A Look At Lbj's Famous Tactics -- Tapes Reveal His Legendary Ways

WASHINGTON - When Chief Justice Earl Warren refused to head a presidential commission to investigate the assassination of President Kennedy, Lyndon B. Johnson applied his legendary arm-twisting tactics.

Johnson made various appeals to Warren's patriotism, finally expressing fears that post-assassination panic could trigger a nuclear confrontation with the Soviet Union. As LBJ told it, the chief justice "started crying" and caved in.

The browbeating, folksiness and gruff charm of LBJ spring to life in newly released transcripts of his taped telephone conversations in the first 35 days of his presidency nearly 30 years ago.

In the documents made public yesterday, Johnson grapples with Republican opposition to a civil-rights bill, rides herd on legislation for higher education, counts votes in Congress and seeks advice on Vietnam, Cuba and other foreign hotspots.

But more than anything else, LBJ's phone calls reveal the consummate politician at work, a man never too busy to contact an old friend recovering from illness, cagily hand scraps of news to sympathetic publishers and columnists, congratulate football coaches on their gridiron exploits or tout his own powers of persuasion.

Here's Johnson telling his onetime Senate mentor Richard Russell, D-Ga., on Nov. 29, 1963, how he cajoled the chief justice into chairing the hyper-sensitive assassination commission by mentioning the possibility of a U.S.-Soviet confrontation:

"I insisted he come . . . (he) came down here and told me NO twice." Johnson then spoke of the conspiracy theorists who were blaming Soviet leader Nikita Khrushchev and Cuban dictator Fidel Castro.

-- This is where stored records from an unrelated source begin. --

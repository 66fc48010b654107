//! # Movie schema
//!
//! The canonical definition of one input row and the validation boundary that turns
//! loosely-typed source rows into [`MovieRecord`] values.
//!
//! ## Components
//!
//! * `fields` - Declared field list, kinds and order (also the artifact header)
//! * `record` - Raw, cleaned and validated row types
//! * `validator` - Strict typed validation of cleaned rows
//! * `violation` - The `SchemaViolation` failure value and its report

pub mod fields;
pub mod record;
pub mod validator;
pub mod violation;

pub use fields::{field_names, field_spec, FieldKind, FieldSpec, MOVIE_FIELDS};
pub use record::{release_year_prefix, CleanedRow, CleanedValue, MovieRecord, RawRow};
pub use validator::RecordValidator;
pub use violation::{SchemaViolation, ViolationCause};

"All I want you to do is look at the facts . . . and determine who killed the president. And I think you can put on your uniform of World War I, fat as you are . . . and do anything you could to save one American life . . . and I'm surprised that you, the chief justice of the U.S., would turn me down . . . And he started crying and said, `Well, I won't turn you down . . . I'll just do whatever you say.' "

The Warren Commission, as it came to be called, ultimately concluded Kennedy had been killed by a single assailant, Lee Harvey Oswald.

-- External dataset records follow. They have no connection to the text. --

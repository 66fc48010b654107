//! Shared fixtures for the end-to-end loader tests
//!
//! Each fixture owns a scratch directory holding the output directory and an embedded
//! sled graph store, so runs never touch a real database.

#![allow(dead_code)]

use moviegraph::schema::{field_names, MovieRecord};
use moviegraph::{DbOperations, LoaderConfig, StoreConfig};
use std::fs;
use std::path::PathBuf;
use tempfile::TempDir;

pub struct LoaderFixture {
    pub output_dir: PathBuf,
    pub graph_dir: PathBuf,
    _temp_dir: TempDir,
}

impl LoaderFixture {
    pub fn new() -> Self {
        let temp_dir = tempfile::tempdir().unwrap();
        let output_dir = temp_dir.path().join("chunks");
        fs::create_dir_all(&output_dir).unwrap();
        Self {
            graph_dir: temp_dir.path().join("graph"),
            output_dir,
            _temp_dir: temp_dir,
        }
    }

    pub fn config(&self) -> LoaderConfig {
        LoaderConfig {
            store: StoreConfig {
                uri: format!("sled://{}", self.graph_dir.display()),
                ..Default::default()
            },
            output_directory: self.output_dir.clone(),
            ..Default::default()
        }
    }

    /// Write the combined source file the partition operation reads
    pub fn write_source(&self, movies: &[MovieRecord]) {
        let path = self.output_dir.join(moviegraph::config::DEFAULT_SOURCE_FILE);
        fs::write(path, csv_text(movies)).unwrap();
    }

    /// Open the graph written by a finished run
    pub fn graph(&self) -> DbOperations {
        DbOperations::open(&self.graph_dir).unwrap()
    }
}

pub fn movie(id: i64, title: &str, release_date: &str, cast: &[&str]) -> MovieRecord {
    MovieRecord {
        id,
        title: title.to_string(),
        vote_average: 7.1,
        vote_count: 850.0,
        status: "Released".to_string(),
        release_date: release_date.to_string(),
        revenue: 0.0,
        runtime: Some(101.0),
        budget: None,
        imdb_id: format!("tt{:07}", id),
        original_language: "en".to_string(),
        original_title: title.to_string(),
        overview: None,
        popularity: 12.5,
        tagline: None,
        genres: vec!["Drama".to_string()],
        production_companies: vec![],
        production_countries: vec![],
        spoken_languages: vec!["English".to_string()],
        cast: cast.iter().map(|name| name.to_string()).collect(),
        director: "Some Director".to_string(),
        director_of_photography: None,
        writers: vec![],
        producers: vec![],
        music_composer: None,
        imdb_rating: 7.0,
        imdb_votes: 900.0,
        poster_path: None,
    }
}

pub fn csv_text(movies: &[MovieRecord]) -> String {
    let mut writer = csv::Writer::from_writer(Vec::new());
    writer.write_record(field_names()).unwrap();
    for movie in movies {
        writer.write_record(movie.to_artifact_row()).unwrap();
    }
    String::from_utf8(writer.into_inner().unwrap()).unwrap()
}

At first, Johnson, a Texan, balked at the idea of a federal commission, telling columnist Joseph Alsop the murder should be investigated by Texas authorities instead of "a bunch of carpetbaggers."

In a call to FBI director J. Edgar Hoover, the new president confided that a presidential commission, as suggested by The Washington Post, "would be very bad and put it right in the White House. Now we can't be checking up on every shooting scrape in the country."

On the day Kennedy was killed, Johnson made sympathy calls and humbly informed friends that he was "totally inadequate" for the presidency.

Beseeching Kennedy aides for advice, if not affection, Johnson told Kennedy's congressional liaison, Lawrence O'Brien: "I don't expect you to love me as much as you did him, but I expect you will after we've been around a while."

But as early as the day after the assassination, Johnson began plotting strategy to push the civil-rights bill through Congress and listened to a Democratic senator (George Smathers of Florida) recommend Sen. Hubert Humphrey, D-Minn., as LBJ's running mate in 1964.

"We've got to keep this Kennedy aura around us through this election," LBJ said.

The transcripts, made public by the National Archives in Washington and the Lyndon Baines Johnson Library in Austin, Texas, were originally supposed to be kept confidential for 50 years.

But a 1992 federal law required the release of numerous documents related to the Kennedy assassination. The law was passed in response to Oliver Stone's controversial movie, "JFK," which championed a theory that U.S. military and intelligence officials plotted the murder.